Título: Iraque corre o risco da divisão territorial
Autor:
Fonte: Valor Econômico, 24/10/2006, Opinião, p. A12

A guerra civil iraquiana começou a desenhar uma cisão geográfica e a despedaçar o país em enclaves xiitas, sunitas e curdos. A violência ensangüentou a cidade de Balad, ao norte de Bagdá, onde a maioria sunita convive com um bolsão xiita - já não se sabe por quanto tempo. Ao sul de Bagdá, as temíveis milícias do Exército Mehdi, do clérigo radical Muqtada al Sadr, tomaram a cidade de Amarah e a transformaram em um território liberado, o que não encerrou a disputa entre facções. Desta vez, xiitas lutaram contra seus irmãos de fé, de milícias rivais. Há confrontos em todas as regiões, acelerando a migração de centenas de milhares de iraquianos em busca de proteção de suas comunidades, enquanto que o número de mortos cresce rapidamente - 43 por dia. Em outubro, o Exército americano teve também seu maior número de baixas que, no total, em 44 meses de ocupação, se aproxima de 2.800 soldados.
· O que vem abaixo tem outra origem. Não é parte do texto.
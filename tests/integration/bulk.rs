use std::sync::Arc;

use promptweave::config::EngineConfig;
use promptweave::core::{PromptError, PromptId};
use promptweave::library::{LibraryFile, LibraryFormat, import_library};
use promptweave::resolver::{PromptResolver, bulk_fetch, bulk_resolve, resolve_one};
use promptweave::store::{NewComponent, NewPrompt, SqliteStore};
use promptweave::test_utils::CountingSource;

use crate::common::{REVIEW_LIBRARY, REVIEW_TEXT};

fn review_store() -> SqliteStore {
    let store = SqliteStore::open_in_memory().unwrap();
    let library = LibraryFile::parse(REVIEW_LIBRARY, LibraryFormat::Toml).unwrap();
    import_library(&store, &library, 5).unwrap();
    store
}

fn id(store: &SqliteStore, slug: &str) -> PromptId {
    store.find_by_slug(slug).unwrap().unwrap().id
}

#[tokio::test]
async fn test_bulk_matches_single_resolution() {
    let store = Arc::new(review_store());
    let ids: Vec<PromptId> = store.list_prompts().unwrap().iter().map(|p| p.id).collect();

    let outcome = bulk_resolve(Arc::clone(&store), &ids, &EngineConfig::default()).await.unwrap();
    assert_eq!(outcome.success_count, 3);
    assert_eq!(outcome.error_count, 0);

    let resolver = PromptResolver::new(store.as_ref(), EngineConfig::default().max_depth);
    for id in &ids {
        assert_eq!(outcome.resolved_texts[id], resolver.resolve_text(*id).unwrap());
    }
    assert_eq!(outcome.resolved_texts[&ids[2]], REVIEW_TEXT);
}

#[tokio::test]
async fn test_bulk_uses_one_batch_per_level() {
    let store = review_store();
    let review = id(&store, "review");
    let source = Arc::new(CountingSource::new(store));

    let outcome = bulk_resolve(Arc::clone(&source), &[review], &EngineConfig::default()).await.unwrap();

    // review, then checklist; tone arrives as a stub both times.
    assert_eq!(outcome.queries_executed, 2);
    assert_eq!(source.batches(), 2);
    assert_eq!(source.fetches(), 0);
    assert_eq!(outcome.resolved_texts[&review], REVIEW_TEXT);
}

#[test]
fn test_bulk_fetch_pass_count_is_bounded_by_ceiling() {
    let store = SqliteStore::open_in_memory().unwrap();
    let leaf = store.create_prompt(&NewPrompt::simple("leaf", "x")).unwrap();
    let mut below = leaf;
    for level in 1..=4 {
        let compound = store.create_prompt(&NewPrompt::compound(format!("level-{level}"))).unwrap();
        store
            .attach_component(
                compound,
                NewComponent {
                    prompt: Some(below),
                    ..NewComponent::default()
                },
                5,
            )
            .unwrap();
        below = compound;
    }

    assert_eq!(bulk_fetch(&store, &[below], 5).unwrap().passes, 4);
    assert_eq!(bulk_fetch(&store, &[below], 1).unwrap().passes, 2);
}

#[tokio::test]
async fn test_bulk_isolates_per_id_failures() {
    let store = Arc::new(review_store());
    let review = id(&store, "review");
    let tone = id(&store, "tone");
    let missing = PromptId(999);

    let outcome = bulk_resolve(Arc::clone(&store), &[review, missing, tone, review], &EngineConfig::default())
        .await
        .unwrap();

    assert_eq!(outcome.success_count, 2);
    assert_eq!(outcome.error_count, 1);
    assert_eq!(
        outcome.errors[&missing],
        PromptError::NotFound {
            id: missing
        }
    );
    assert_eq!(outcome.errors[&missing].to_string(), "Prompt not found: #999");
}

#[tokio::test]
async fn test_bulk_reports_depth_errors_under_low_ceiling() {
    let store = Arc::new(review_store());
    let review = id(&store, "review");
    let checklist = id(&store, "checklist");

    let config = EngineConfig::with_max_depth(1);
    let outcome = bulk_resolve(Arc::clone(&store), &[review, checklist], &config).await.unwrap();

    assert!(outcome.resolved_texts.contains_key(&checklist));
    assert!(matches!(outcome.errors[&review], PromptError::MaxDepthExceeded { ceiling: 1, depth: 2 }));

    let err = resolve_one(store, review, &config).await.unwrap_err();
    assert!(matches!(err, PromptError::MaxDepthExceeded { .. }));
}

#[tokio::test]
async fn test_bulk_with_no_ids_issues_no_queries() {
    let source = Arc::new(CountingSource::new(review_store()));
    let outcome = bulk_resolve(Arc::clone(&source), &[], &EngineConfig::default()).await.unwrap();
    assert_eq!(outcome, Default::default());
    assert_eq!(source.batches(), 0);
}
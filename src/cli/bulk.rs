//! Resolve many prompts at once.
//!
//! Data is fetched in one batch per nesting level, then every prompt resolves
//! from memory. A prompt that fails to resolve is reported without affecting
//! the others.
//!
//! # Examples
//!
//! ```bash
//! pweave bulk intro review summary
//! pweave bulk --all --json
//! ```

use anyhow::{Result, bail};
use clap::Args;
use colored::Colorize;
use std::collections::{BTreeMap, HashMap, HashSet};
use std::sync::Arc;

use super::CliConfig;
use super::common::CommandContext;
use crate::core::PromptId;
use crate::resolver::bulk_resolve;

/// Command to bulk-resolve prompts.
#[derive(Args, Debug)]
pub struct BulkCommand {
    /// Slugs or ids of the prompts to resolve.
    prompts: Vec<String>,

    /// Resolve every stored prompt.
    #[arg(long, conflicts_with = "prompts")]
    all: bool,

    /// Print results and the summary as JSON.
    #[arg(long)]
    json: bool,
}

impl BulkCommand {
    /// Execute the bulk command.
    pub async fn execute(self, config: &CliConfig) -> Result<()> {
        if !self.all && self.prompts.is_empty() {
            bail!("Name at least one prompt, or pass --all");
        }

        let ctx = CommandContext::open(config).await?;
        let prompts = if self.all {
            ctx.store.list_prompts()?
        } else {
            self.prompts.iter().map(|key| ctx.find_prompt(key)).collect::<Result<Vec<_>>>()?
        };

        let ids: Vec<PromptId> = prompts.iter().map(|p| p.id).collect();
        let slugs: HashMap<PromptId, &str> = prompts.iter().map(|p| (p.id, p.slug.as_str())).collect();
        let slug_of = |id: &PromptId| slugs.get(id).map_or_else(|| id.to_string(), |s| (*s).to_string());

        let outcome = bulk_resolve(Arc::clone(&ctx.store), &ids, &ctx.engine).await?;

        if self.json {
            let resolved: BTreeMap<String, &String> =
                outcome.resolved_texts.iter().map(|(id, text)| (slug_of(id), text)).collect();
            let errors: BTreeMap<String, String> =
                outcome.errors.iter().map(|(id, error)| (slug_of(id), error.to_string())).collect();
            let output = serde_json::json!({
                "resolved": resolved,
                "errors": errors,
                "success_count": outcome.success_count,
                "error_count": outcome.error_count,
                "queries_executed": outcome.queries_executed,
            });
            println!("{}", serde_json::to_string_pretty(&output)?);
            return Ok(());
        }

        let mut seen = HashSet::new();
        for id in ids.iter().filter(|id| seen.insert(**id)) {
            println!("{}", format!("── {} ({id})", slug_of(id)).bold());
            if let Some(text) = outcome.resolved_texts.get(id) {
                println!("{text}");
            } else if let Some(error) = outcome.errors.get(id) {
                println!("{} {error}", "error:".red());
            }
            println!();
        }

        println!(
            "{} resolved, {} failed, {} batch {}",
            outcome.success_count.to_string().green(),
            if outcome.error_count > 0 {
                outcome.error_count.to_string().red()
            } else {
                outcome.error_count.to_string().normal()
            },
            outcome.queries_executed,
            if outcome.queries_executed == 1 { "pass" } else { "passes" }
        );
        Ok(())
    }
}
O governo xiita do premiê Nuri al Maliki tornou-se incapaz de controlar o que quer que seja. As esperanças nele depositadas após as eleições e após o difícil acordo para escolher o parlamento entre as principais forças políticas do país ruiram como um castelo de areia. A trégua proposta pelo novo governo, com anistia política para os iraquianos que pegaram em armas, não foi sequer levada a sério. Sem um desarmamento das milícias o Estado iraquiano não tem condições de se reerguer e, para isso, é preciso que as forças de segurança domésticas consigam impor a paz e um mínimo de funcionamento da economia. Isto está longe de acontecer, apesar das reiteradas esperanças americanas em uma rápida melhoria. Ao contrário, o que se vê é uma deterioração aguda das condições políticas e de vida da população.

O recrudescimento da violência custa caro para o presidente George W. Bush. Os republicanos, que estão ameaçados de perder a maioria na Câmara e no Senado, demonstram cada vez mais sua insatisfação. Bush aparentemente não tem um plano B e resiste às pressões para que se estabeleça um cronograma para a retirada das tropas americanas do Iraque. Esta, porém, não é a única opção que tem sido ventilada por democratas e republicanos - e há sérias dúvidas de que seja mesmo uma saída. Outra delas, que ganha corpo em Washington, é ceder diante do que parece ser a onda de violência incontrolável e aceitar a divisão do país entre xiitas, curdos e sunitas, como sugere preliminarmente uma comissão parlamentar co-presidida pelo ex-secretário de Estado durante o governo de Bush pai, James Baker. Ela propõe também algo impensável para os EUA há um ano - negociações com o Irã e a Síria para encontrar uma solução para o Iraque.

A espiral de violência já está deixando claras marcas na divisão territorial. "Sunitas fogem para áreas sunitas, xiitas, para xiitas e os curdos para o norte do país", afirma um relatório do Instituto Brookings. "Cidades que eram misturadas se tornaram xiitas ou sunitas". Ratificar esta situação será uma confissão aberta da completa derrota dos planos americanos para o país e provavelmente também uma receita para o caos. A principal, e hoje única, riqueza real do Iraque é o petróleo e ele se encontra principalmente nos enclaves curdo e xiita. Os curdos podem executar um separatismo de fato, açulando as rivalidades com a vizinha e hostil Turquia. Os xiitas buscariam apoio militar e logístico no vizinho Irã, ao passo que os sunitas teriam de se apoiar na Síria e em regimes árabes moderados. Esse é um cenário que guarda trágicas semelhanças com o da guerra civil libanesa, e nada de bom pode se esperar dele.

A situação iraquiana piora a cada dia, sem que o governo constituído e as tropas americanas consigam escorar ainda que seja um esboço de Estado. O governo dividiu-se em feudos, e os policiais fardados agem freqüentemente em nome dos objetivos de milícias xiitas, que aterrorizam seus inimigos. Em algumas áreas, predomina o mais puro banditismo. Para os soldados americanos, é um pesadelo. Suas tropas são alvos móveis de milícias rivais, entre as quais não é possível fixar com clareza quem são os aliados ou os inimigos. O momento político para Bush aumentar o número de tropas no Iraque já passou e ele dificilmente tentará ou conseguirá fazer isso. A retirada das tropas, por outro lado, seria um vexame coberto com sangue. Dar um prazo para que as tropas locais consigam tomar conta do país, como parece ser a intenção do governo Bush, significa mais do mesmo - uma vez aberta, não há como fechar a caixa de Pandora iraquiana.